Gus Sholah Ceritakan Perkembangan Pesantren di Forum Peluncuran YP3I

464
KH. Salahuddin Wahid menyampaikan sambutan sebagai Keynote Speaker dalam pencuran YP3I di Pesantren Tebuireng pada Sabtu (18/03/2017). (Foto: Kopi Ireng)

Tebuireng.online – Didapuk sebagai Ketua Dewan Pembina Yayasan Penguatan Peran Pesantren Indonesia (YP3I), Ir. (HC). KH. Salahuddin Wahid (Gus Sholah), dalam sambutannya sebagai ‘Keynote Speaker’ pada acara Seminar, Peluncuran & Pengukuhan YP3I, Sabtu (18/03/17) di Lt.3 Gedung KH. M. Yusuf Haysim, lebih banyak menyajikan data statistik terkait perkembangan pendidikan pesantren di Indonesia.

Gus Sholah menjelaskan bahwa pesantren adalah lembaga pendidikan tertua di Nusantara. “Pesantren adalah lembaga pendidikan tertua di Indonesia, yang tertua dan yang kini masih aktif ialah Pesantren Sidogiri (hampir 300 tahun),” terang Gus Sholah di depan ratusan pimpinan pondok pesantren yang hadir di Aula Bakhir Ahmad, Lantai 3 Gedung Yusuf Hasyim, Tebuireng Jombang.
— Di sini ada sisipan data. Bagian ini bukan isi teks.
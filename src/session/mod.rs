//! Cooperative session - downloads, then listens to the target.
//!
//! All tasks run on one thread, one after another:
//! - the Inbound Stream Reader ([`Pia::receive()`])
//! - the [`Heartbeat`]
//! - any number of [`Poller`]s, e.g. for buttons and quadrature counters
//!
//! Each task claims the bus only within its own turn, so the arbiter never
//! sees contention between well-behaved tasks.  During a download the
//! heartbeat is also given a turn after every byte.
//!
//! Cancellation is by an `AtomicBool`, typically set from a Ctrl-C handler,
//! passed to every call which can take a while.  It is checked between turns,
//! before every byte of a download, and while waiting for the target.  When it
//! is seen any partial frame is abandoned, the session returns every line to
//! idle and returns [`Error::Interrupted`].
//!
//! [`Session`] is the blocking form, [`AsyncSession`] (feature `async`) yields
//! to an executor between turns.

// Copyright (C) 2025 Piers Finlayson <piers@piers.rocks>
//
// MIT License

#[cfg(feature = "async")]
pub mod futures;
pub mod sync;

#[cfg(feature = "async")]
pub use futures::{AsyncDelay, AsyncSession};
pub use sync::Session;

use alloc::boxed::Box;
use alloc::vec::Vec;
use core::sync::atomic::AtomicBool;
#[allow(unused_imports)]
use log::{debug, error, info, trace, warn};

use crate::handshake::{Pia, SendStrategy};
use crate::heartbeat::Heartbeat;
use crate::line::Line;
use crate::protocol::{DownloadReport, Image};
use crate::time::{Clock, Delay};
use crate::{Error, Result};

/// A low priority task given a turn every cycle.
pub trait Poller<L: Line, D: Delay> {
    fn poll(&mut self, pia: &mut Pia<L, D>) -> Result<()>;
}

/// Polls an auxiliary peripheral and logs its value when it changes.
#[derive(Debug)]
pub struct AuxiliaryMonitor {
    index: usize,
    last: Option<u8>,
}

impl AuxiliaryMonitor {
    pub fn new(index: usize) -> Self {
        Self { index, last: None }
    }

    pub fn last(&self) -> Option<u8> {
        self.last
    }
}

impl<L: Line, D: Delay> Poller<L, D> for AuxiliaryMonitor {
    fn poll(&mut self, pia: &mut Pia<L, D>) -> Result<()> {
        let value = pia.read_auxiliary(self.index)?;
        if self.last != Some(value) {
            info!("Auxiliary {} = {value:#010b}", self.index);
            self.last = Some(value);
        }
        Ok(())
    }
}

// State shared by the sync and async sessions.
struct Tasks<L: Line, D: Delay, C: Clock> {
    pia: Pia<L, D>,
    heartbeat: Heartbeat<L>,
    clock: C,
    pollers: Vec<Box<dyn Poller<L, D>>>,
}

impl<L: Line, D: Delay, C: Clock> Tasks<L, D, C> {
    fn init(&mut self) -> Result<()> {
        self.heartbeat.init()?;
        self.pia.reset_target()
    }

    // Cancellation aborts the session, other errors leave it usable.
    fn download(&mut self, image: &Image, stop: &AtomicBool) -> Result<DownloadReport> {
        info!(
            "Downloading {} bytes to {:#06X}, exec {:#06X}",
            image.payload.len(),
            image.load_addr,
            image.exec_addr
        );
        let frame = image.frame()?;
        let heartbeat = &mut self.heartbeat;
        let clock = &self.clock;
        let result = self
            .pia
            .dload_exec_with(&frame, stop, |delay| heartbeat.poll(clock, delay).map(|_| ()));
        match result {
            Err(Error::Interrupted) => Err(self.abort(Error::Interrupted)),
            result => result,
        }
    }

    fn bootstrap(
        &mut self,
        loader: &Image,
        app: &Image,
        stop: &AtomicBool,
    ) -> Result<[DownloadReport; 2]> {
        if self.pia.strategy() != SendStrategy::PulseTimed {
            return Err(Error::InvalidOperation);
        }
        let loader_report = self.download(loader, stop)?;
        self.pia.enable_acknowledged()?;
        let app_report = self.download(app, stop)?;
        Ok([loader_report, app_report])
    }

    // One turn of every task.  Returns what the target sent.
    fn turn(&mut self) -> Result<Vec<u8>> {
        self.heartbeat.poll(&self.clock, self.pia.delay_mut())?;
        let bytes = self.pia.receive()?;
        for poller in self.pollers.iter_mut() {
            poller.poll(&mut self.pia)?;
        }
        Ok(bytes)
    }

    fn shutdown(&mut self) -> Result<()> {
        let pia = self.pia.restore_idle();
        let heartbeat = self.heartbeat.idle();
        pia.and(heartbeat)
    }

    // Clean up after a fatal error or cancellation, keeping the original
    // error.
    fn abort(&mut self, error: Error) -> Error {
        error!("Session stopping: {error}");
        if let Err(e) = self.shutdown() {
            error!("Cleanup failed: {e}");
        }
        error
    }
}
Selain itu, Gus Sholah juga menilai bahwa pendirian Sekolah Belanda adalah salah satu upaya untuk melemahkan sistem pendidikan pesantren yang menjadi urat masyarakat Indonesia kala itu. “Sekolah Belanda yang menjadi cikal bakal sekolah yang kini kita kenal di Indonesia berusia 100 tahun lebih muda. Snouck Hurgronye mengusulkan mendirikan sekolah Belanda dengan tujuan untuk mendidik pemuda Indonesia yang akan bekerja untuk Belanda dan juga untuk mencoba mengurangi pengaruh pesantren,” imbuhnya.

Ketua Badan Pembina YP3I tersebut juga mengungkapkan betapa penting peran dan kontribusi Ulama. Menurutnya Ulama juga sebagai garda terdepan melawan penjajahan Belanda. “Menurut Donald Eugene Smith dalam buku “Religion, Politics, and Social Change in the Third World”, ulama memegang  peran penting dalam memimpin perlawanan terhadap imperialisme Barat yang berupaya mengembangkan agama Katolik dan Protestan. Islam menjadi simbol perlawanan terhadap penjajah Barat. Menurut Wetheim dalam buku “Effects of Western Civilazation on Indonesian Society”, efek dari agresi imperialisme Barat membuat raja-raja Hindu dan Budha memeluk Islam dan menjadikan Islam sebagai gerakan untuk melawan penetrasi Kristen,” tegasnya.

  Kiai Sahal Mahfudh, Sang Pelopor Fikih Sosial

Saat ini, perkembangan pendidikan pesantren dimulai pada tahun 1950an. Madrasah (MI, MTs, MA) mulai didirikan, dan pada akhir 1950-an mulai banyak alumni pesantren memasuki IAIN. “Sebagian dari mereka belajar ke banyak perguruan tinggi yang bermutu di Australia, AS, dan Eropa,” ujarnya.

Gus Sholah juga menjelaskan bahwa di akhir tahun 1970-an jumlah pesantren mencapai hampir 5.000. Pada akhir 1990-an, jumlah tersebut meningkat menjadi dua kali lipat. Pada saat ini jumlah pesantren mencapai hampir 30.000, sebagian adalah pesantren kecil dengan jumlah santri dibawah 200. Sekitar 80% terletak di Pulau Jawa, sedangkan di luar Jawa masih terdapat kekurangan sekitar 6000 pesantren.

“Inilah tugas YP3I untuk mendirikan pesantren di luar Jawa,” sahut adik kandung Gus Dur ini.